Parte dos alimentos que as agricultoras cultivam é dedicada ao consumo próprio e a outra parte vai para a comercialização na rede que articula campo e cidade. Além do trabalho agrícola, feito em geral pela manhã bem cedinho, o artesanato, a costura e a preparação de salgados e doces para venda são outras atividades que as mulheres realizam, somadas às tarefas domésticas e de cuidado das pessoas.
E os homens nessa história? Como reduzir a sobrecarga de trabalho domésticos e de cuidados das mulheres? “Educação” foi uma das respostas citadas, não somente aquela dentro da família, ensinada por mães, pais, avós, mas aquela recebida nas escolas, lugar onde é possível ensinar e aprender que homens podem, sim, cuidar de tarefas domésticas como arrumar a casa, cuidar das crianças, lavar, passar e cozinhar.
Elas contaram que os maridos dão uma ajuda de vez em quando, nos serviços pesados principalmente, os filhos também, mas a maior parte da correria dos serviços de casa ainda está sobre as mulheres, mães, avós, irmãs, filhas. E, ainda por cima, é preciso cuidar da própria saúde, mas a solidariedade entre elas ajuda a enfrentar todas as pressões: “A gente trabalha, conversa com as companheiras e uma incentiva a outra”.
As mulheres relataram que a entrada na RAMA ajudou a organizar melhor as tarefas de produção e em casa e a compartilhar mais com os homens e filhos e filhas.
Neste sentido, militantes da MMM de São Paulo que trabalhavam como enfermeiras compartilharam sua experiência com o cuidado de idosos. Também nesse caso foi relatado que a organização das mulheres de maneira coletiva, negociando os termos do contrato, horário e tarefas a realizar e a não realizar no cuidado da pessoa idosa ou enferma é o que permitiu obter melhores condições de trabalho e remuneração. “É muito importante tirar um dia pelo menos para descansar e cuidar de si mesma. Na caminhada da vida, é necessário se voltar para nós mesmas em alguns momentos. O mutirão que vocês contaram ou, no meu caso, a participação na Marcha Mundial das Mulheres, me ajudou muito.”
A preocupação com direitos como licença saúde, licença maternidade e aposentadoria também foi um tema da conversa. As mulheres enfrentam dificuldades para serem reconhecidas como agricultoras. Entre os obstáculos, está a exigência do título da terra que, muitas vezes, está em nome do marido ou de outra pessoa que detém a propriedade da terra. As anotações na caderneta agroecológica e as planilhas de produção mensal se mostraram como documento fundamental para provar o trabalho realizado pelas mulheres agricultoras.

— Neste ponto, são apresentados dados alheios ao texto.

use std::{
    collections::HashMap,
    fmt,
    thread::{self, ThreadId},
};

use parking_lot::Mutex;

/// Debug registry of the latches each thread currently holds.
///
/// Every environment owns its own table, so two environments in one
/// process never see each other's latches.
#[derive(Default)]
pub struct LatchTable {
    held: Mutex<HashMap<ThreadId, Vec<String>>>,
}

impl LatchTable {
    pub fn new() -> Self {
        Self::default()
    }

    pub fn note_latch(&self, name: &str) {
        self.held
            .lock()
            .entry(thread::current().id())
            .or_default()
            .push(name.to_string());
    }

    /// Returns false if the current thread wasn't recorded as holding
    /// the latch.
    pub fn unnote_latch(&self, name: &str) -> bool {
        let me = thread::current().id();
        let mut held = self.held.lock();
        let latches = match held.get_mut(&me) {
            Some(v) => v,
            None => return false,
        };

        let found = match latches.iter().rposition(|n| n == name) {
            Some(pos) => {
                latches.remove(pos);
                true
            }
            None => false,
        };
        if latches.is_empty() {
            held.remove(&me);
        }
        found
    }

    /// Number of latches the current thread holds.
    pub fn count_latches_held(&self) -> usize {
        self.held
            .lock()
            .get(&thread::current().id())
            .map_or(0, |v| v.len())
    }

    pub fn latches_held_to_string(&self) -> String {
        let held = self.held.lock();
        match held.get(&thread::current().id()) {
            Some(v) => v.join(", "),
            None => String::new(),
        }
    }

    pub fn clear(&self) {
        self.held.lock().clear();
    }
}

impl fmt::Display for LatchTable {
    fn fmt(&self, f: &mut fmt::Formatter) -> fmt::Result {
        let mut depiction = "\n".to_string();
        for (thread, latches) in self.held.lock().iter() {
            depiction.push_str(&format!("\t{:?} -> [{}]\n", thread, latches.join(", ")));
        }
        return write!(f, "{}", depiction);
    }
}

impl fmt::Debug for LatchTable {
    fn fmt(&self, f: &mut fmt::Formatter) -> fmt::Result {
        return write!(f, "{}", self);
    }
}
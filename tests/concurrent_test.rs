mod test_utils;

use std::{
    convert::TryInto,
    sync::atomic::{AtomicBool, Ordering},
};

use log::debug;
use rand::prelude::*;
use small_je::{DeadlockDetection, IsolationLevel, SmallError};
use test_utils::value_of;

const THREADS: u64 = 4;
const KEYS_PER_THREAD: u64 = 60;

/// Writers on disjoint key ranges, committing or aborting at random
/// while checkpoints run. Exactly the committed keys survive, in
/// memory and after a crash.
#[test]
fn test_concurrent_writers() {
    test_utils::setup();

    let (_dir, env) = test_utils::new_env();
    let db = env.create_database("concurrent").unwrap();
    let writers_done = AtomicBool::new(false);

    let mut committed: Vec<u64> = crossbeam::scope(|s| {
        let checkpointer = s.spawn(|_| {
            let mut n = 0;
            while !writers_done.load(Ordering::SeqCst) {
                env.checkpoint().unwrap();
                n += 1;
            }
            n
        });

        let writers: Vec<_> = (0..THREADS)
            .map(|t| {
                let env = &env;
                let db = &db;
                s.spawn(move |_| {
                    let mut rng = rand::thread_rng();
                    let mut committed = Vec::new();
                    let start = t * KEYS_PER_THREAD;
                    for key in start..start + KEYS_PER_THREAD {
                        let txn = env.begin_transaction().unwrap();
                        db.put(Some(&txn), key, &value_of(key)).unwrap();
                        if rng.gen_bool(0.7) {
                            env.commit(&txn).unwrap();
                            committed.push(key);
                        } else {
                            env.abort(&txn).unwrap();
                        }
                    }
                    committed
                })
            })
            .collect();

        let committed: Vec<u64> = writers
            .into_iter()
            .flat_map(|w| w.join().unwrap())
            .collect();
        writers_done.store(true, Ordering::SeqCst);
        let n_checkpoints = checkpointer.join().unwrap();
        debug!("{} checkpoints while writing", n_checkpoints);
        committed
    })
    .unwrap();
    committed.sort_unstable();

    let expected: Vec<(u64, Vec<u8>)> = committed.iter().map(|k| (*k, value_of(*k))).collect();
    assert_eq!(test_utils::snapshot(&db), expected);
    assert_eq!(env.stats().locks.n_total_locks, 0);
    assert_eq!(env.latch_table().count_latches_held(), 0);

    drop(db);
    let env = test_utils::crash_and_reopen(env);
    let db = env.open_database("concurrent").unwrap();
    assert_eq!(test_utils::snapshot(&db), expected);
}

/// Non-transactional puts that split nodes all the time, next to a
/// checkpointer that never pauses. Puts keep completing while
/// checkpoints are in flight, and the tree they leave is intact, in
/// memory and after a crash.
#[test]
fn test_put_during_checkpoint() {
    test_utils::setup();

    let (_dir, env) = test_utils::new_env();
    let db = env.create_database("busy").unwrap();
    let keys = test_utils::shuffled_keys(400);
    let writer_done = AtomicBool::new(false);
    let in_checkpoint = AtomicBool::new(false);

    let (n_checkpoints, n_overlapping) = crossbeam::scope(|s| {
        let checkpointer = s.spawn(|_| {
            let mut n = 0;
            while !writer_done.load(Ordering::SeqCst) {
                in_checkpoint.store(true, Ordering::SeqCst);
                env.checkpoint().unwrap();
                in_checkpoint.store(false, Ordering::SeqCst);
                n += 1;
            }
            n
        });

        let writer = s.spawn(|_| {
            let mut n_overlapping = 0;
            for (i, key) in keys.iter().enumerate() {
                db.put(None, *key, &value_of(*key)).unwrap();
                if in_checkpoint.load(Ordering::SeqCst) {
                    n_overlapping += 1;
                }
                if i % 50 == 49 {
                    env.evict().unwrap();
                }
            }
            n_overlapping
        });

        let n_overlapping = writer.join().unwrap();
        writer_done.store(true, Ordering::SeqCst);
        (checkpointer.join().unwrap(), n_overlapping)
    })
    .unwrap();
    debug!(
        "{} checkpoints, {} puts finished inside one",
        n_checkpoints, n_overlapping
    );
    assert!(n_checkpoints > 0);
    assert!(n_overlapping > 0);
    assert_eq!(env.latch_table().count_latches_held(), 0);

    let expected: Vec<(u64, Vec<u8>)> = (0..400).map(|k| (k, value_of(k))).collect();
    assert_eq!(test_utils::snapshot(&db), expected);

    // puts after the last checkpoint are replayed
    drop(db);
    let env = test_utils::crash_and_reopen(env);
    let db = env.open_database("busy").unwrap();
    assert_eq!(test_utils::snapshot(&db), expected);
}

fn read_counter(value: Option<Vec<u8>>) -> u64 {
    match value {
        Some(bytes) => u64::from_be_bytes(bytes.as_slice().try_into().unwrap()),
        None => 0,
    }
}

/// Read-modify-write of one record under repeatable read. Two readers
/// upgrading at once deadlock, the victim retries.
#[test]
fn test_contended_counter() {
    test_utils::setup();

    let (_dir, env) = test_utils::new_env_with(|c| {
        c.with_deadlock_detection(DeadlockDetection::WaitsForGraph)
            .with_lock_timeout_ms(5_000)
    });
    let db = env.create_database("counter").unwrap();
    let increments = 25;

    let n_retries: usize = crossbeam::scope(|s| {
        let handles: Vec<_> = (0..THREADS)
            .map(|_| {
                let env = &env;
                let db = &db;
                s.spawn(move |_| {
                    let mut n_retries = 0;
                    for _ in 0..increments {
                        loop {
                            let txn = env.begin_transaction_with(IsolationLevel::RepeatableRead).unwrap();
                            let result = db
                                .get(Some(&txn), 0)
                                .map(read_counter)
                                .and_then(|v| db.put(Some(&txn), 0, &(v + 1).to_be_bytes()));
                            match result {
                                Ok(()) => {
                                    env.commit(&txn).unwrap();
                                    break;
                                }
                                Err(e) if e.is_contention() => {
                                    env.abort(&txn).unwrap();
                                    n_retries += 1;
                                }
                                Err(e) => panic!("unexpected error: {}", e),
                            }
                        }
                    }
                    n_retries
                })
            })
            .collect();
        handles.into_iter().map(|h| h.join().unwrap()).sum()
    })
    .unwrap();

    debug!("{} retries", n_retries);
    assert_eq!(read_counter(db.get(None, 0).unwrap()), THREADS * increments);
    let stats = env.stats();
    assert_eq!(stats.txns.n_commits, THREADS * increments);
    assert_eq!(stats.txns.n_aborts, n_retries as u64);
    assert_eq!(stats.locks.n_total_locks, 0);
}

/// A deadlock victim is told so, it isn't left waiting.
#[test]
fn test_deadlock_victim() {
    test_utils::setup();

    let (_dir, env) = test_utils::new_env_with(|c| {
        c.with_deadlock_detection(DeadlockDetection::WaitsForGraph)
            .with_lock_timeout_ms(0)
    });
    let db = env.create_database("deadlock").unwrap();
    test_utils::insert_keys(&db, &[1, 2]);
    let barrier = std::sync::Barrier::new(2);

    let results: Vec<Result<(), SmallError>> = crossbeam::scope(|s| {
        let handles: Vec<_> = [(1, 2), (2, 1)]
            .iter()
            .map(|&(first, second)| {
                let (env, db, barrier) = (&env, &db, &barrier);
                s.spawn(move |_| {
                    let txn = env.begin_transaction().unwrap();
                    db.put(Some(&txn), first, b"mine").unwrap();
                    barrier.wait();
                    let result = db.put(Some(&txn), second, b"mine");
                    match &result {
                        Ok(()) => env.commit(&txn).unwrap(),
                        Err(_) => env.abort(&txn).unwrap(),
                    }
                    result
                })
            })
            .collect();
        handles.into_iter().map(|h| h.join().unwrap()).collect()
    })
    .unwrap();

    let n_deadlocks = results
        .iter()
        .filter(|r| matches!(r, Err(SmallError::Deadlock(_))))
        .count();
    assert_eq!(n_deadlocks, 1);
    assert_eq!(results.iter().filter(|r| r.is_ok()).count(), 1);
    assert_eq!(db.get(None, 1).unwrap(), Some(b"mine".to_vec()));
    assert_eq!(db.get(None, 2).unwrap(), Some(b"mine".to_vec()));
}
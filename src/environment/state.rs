use log::error;
use once_cell::sync::OnceCell;

use crate::{error::SmallError, types::SmallResult};

/// Validity of an environment. Once a fatal error is seen the
/// environment stays invalid, only a fresh open (which runs recovery)
/// gets a usable environment again.
#[derive(Debug, Default)]
pub struct EnvState {
    invalid: OnceCell<String>,
}

impl EnvState {
    pub fn new() -> Self {
        Self::default()
    }

    pub fn check(&self) -> SmallResult {
        match self.invalid.get() {
            Some(reason) => Err(SmallError::EnvironmentInvalid(reason.clone())),
            None => Ok(()),
        }
    }

    /// Mark the environment invalid. The first reason wins.
    pub fn invalidate(&self, err: &SmallError) {
        if self.invalid.set(err.to_string()).is_ok() {
            error!("environment invalidated: {}", err);
            err.show_backtrace();
        }
    }

    pub fn is_valid(&self) -> bool {
        self.invalid.get().is_none()
    }

    pub fn reason(&self) -> Option<&str> {
        self.invalid.get().map(|s| s.as_str())
    }
}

As políticas públicas de apoio à produção e ao escoamento da produção como o Programa de Aquisição de Alimentos (PAA) (reduzido a quase nada no atual desgoverno), o Programa Nacional de Alimentação Escolar (PNAE) – e a Assistência Técnica e Extensão Rural (ATER), assim como as políticas de educação, saúde, direito à terra também foram assunto na conversa.
O fortalecimento das redes criadas pelas mulheres, as resistências e as ações para os próximos passos fez parte do intercâmbio. As partilhas, seja nas conversas, nas refeições e no trabalho nas roças continua reverberando entre as mulheres que participaram dessa experiência.